The response is the length of odontoblasts (cells responsible for tooth growth) in 60 guinea pigs. Each animal received one of three dose levels of vitamin C (0.5, 1, and 2 mg/day) by one of two delivery methods, orange juice or ascorbic acid (a form of vitamin C and coded as VC).
Usage
ToothGrowth
Format
A data frame with 60 observations on 3 variables.
[,1] len numeric Tooth length
[,2] supp factor Supplement type (VC or OJ).

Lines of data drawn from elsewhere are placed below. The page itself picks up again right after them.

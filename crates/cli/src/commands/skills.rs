//! `rago skills`: Loaded skill documents.

use rago_config::AppConfig;
use rago_tools::SkillLoader;

pub fn run(config: &AppConfig) -> Result<(), Box<dyn std::error::Error>> {
    let loader = SkillLoader::new(config.skills.dirs.clone());
    let skills = loader.load_all();

    if skills.is_empty() {
        println!("No skills found in:");
        for dir in loader.dirs() {
            println!("  {}", dir.display());
        }
        return Ok(());
    }

    for skill in &skills {
        let state = if skill.enabled() { "" } else { " (not offered to the model)" };
        println!("  {}{state}", skill.summary());
        for variable in &skill.variables {
            let required = if variable.required { "required" } else { "optional" };
            println!("      {{{{{}}}}} {required}", variable.name);
        }
    }
    Ok(())
}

[,3] dose numeric Dose in milligrams/day
library(datasets)
library(ggplot2)
library(dplyr)
##
## Attaching package: 'dplyr'
## The following objects are masked from 'package:stats':
##
## filter, lag
## The following objects are masked from 'package:base':
##
## intersect, setdiff, setequal, union
data(ToothGrowth)
df_TD <- ToothGrowth
#Display the summary of the dataframe
summary(df_TD)
## len supp dose
## Min. : 4.20 OJ:30 Min. :0.500
## 1st Qu.:13.07 VC:30 1st Qu.:0.500
## Median :19.25 Median :1.000
## Mean :18.81 Mean :1.167
## 3rd Qu.:25.27 3rd Qu.:2.000
## Max. :33.90 Max. :2.000
#Display the unique values of dose
unique(df_TD$dose)
## [1] 0.5 1.0 2.0
df_TD$dose <- as.factor(df_TD$dose)
table(df_TD$supp,df_TD$dose)
##
## 0.5 1 2
## OJ 10 10 10
## VC 10 10 10
mean(df_TD$len)
## [1] 18.81333
and standard deviation:
sd(df_TD$len)
## [1] 7.649315
What does the table above tell us? We confirm the description of the dataset, as our dataframe contains a total of 60 observations, of 3 different dosage levels and two different supplement types. Let’s see how this all looks in a graph:
plot <- ggplot(df_TD,
aes(x=dose,y=len,fill=dose))
plot + geom_boxplot(notch=FALSE) + facet_grid(.~supp) +
scale_x_discrete("Dosage [mg/day]") +
scale_y_continuous("Teeth Growth") +
ggtitle("Effect of Dosage and Supplement Type") +
scale_fill_brewer(palette="Blues")
While some elements and relationships are clearly visible in the graphic, let’s create some filters and summaries:
Get the mean length of toothgrowth, as a function of dose quantity and type of supplementation:
TG_1 <- df_TD %>%
group_by(supp,dose) %>%
summarize(mean=mean(len), stdev=sd(len), count = n())
print(TG_1)
## # A tibble: 6 x 5
## # Groups: supp [2]
## supp dose mean stdev count
## <fct> <fct> <dbl> <dbl> <int>
## 1 OJ 0.5 13.2 4.46 10
## 2 OJ 1 22.7 3.91 10
## 3 OJ 2 26.1 2.66 10
## 4 VC 0.5 7.98 2.75 10
## 5 VC 1 16.8 2.52 10
## 6 VC 2 26.1 4.80 10
What about the mean tooth length only as a factor of the supplement?
TG_2 <- df_TD %>%
group_by(supp) %>%
summarize(mean=mean(len), stdev=sd(len), count = n())
print(TG_2)
## # A tibble: 2 x 4
## supp mean stdev count
## <fct> <dbl> <dbl> <int>
## 1 OJ 20.7 6.61 30
## 2 VC 17.0 8.27 30
… or the dose?
TG_3 <- df_TD %>%
group_by(dose) %>%
summarize(mean=mean(len), stdev=sd(len), count = n())
print(TG_3)
## # A tibble: 3 x 4
## dose mean stdev count
## <fct> <dbl> <dbl> <int>
## 1 0.5 10.6 4.50 20
## 2 1 19.7 4.42 20
## 3 2 26.1 3.77 20
For all tests below, we will assume a 95% confidence interval.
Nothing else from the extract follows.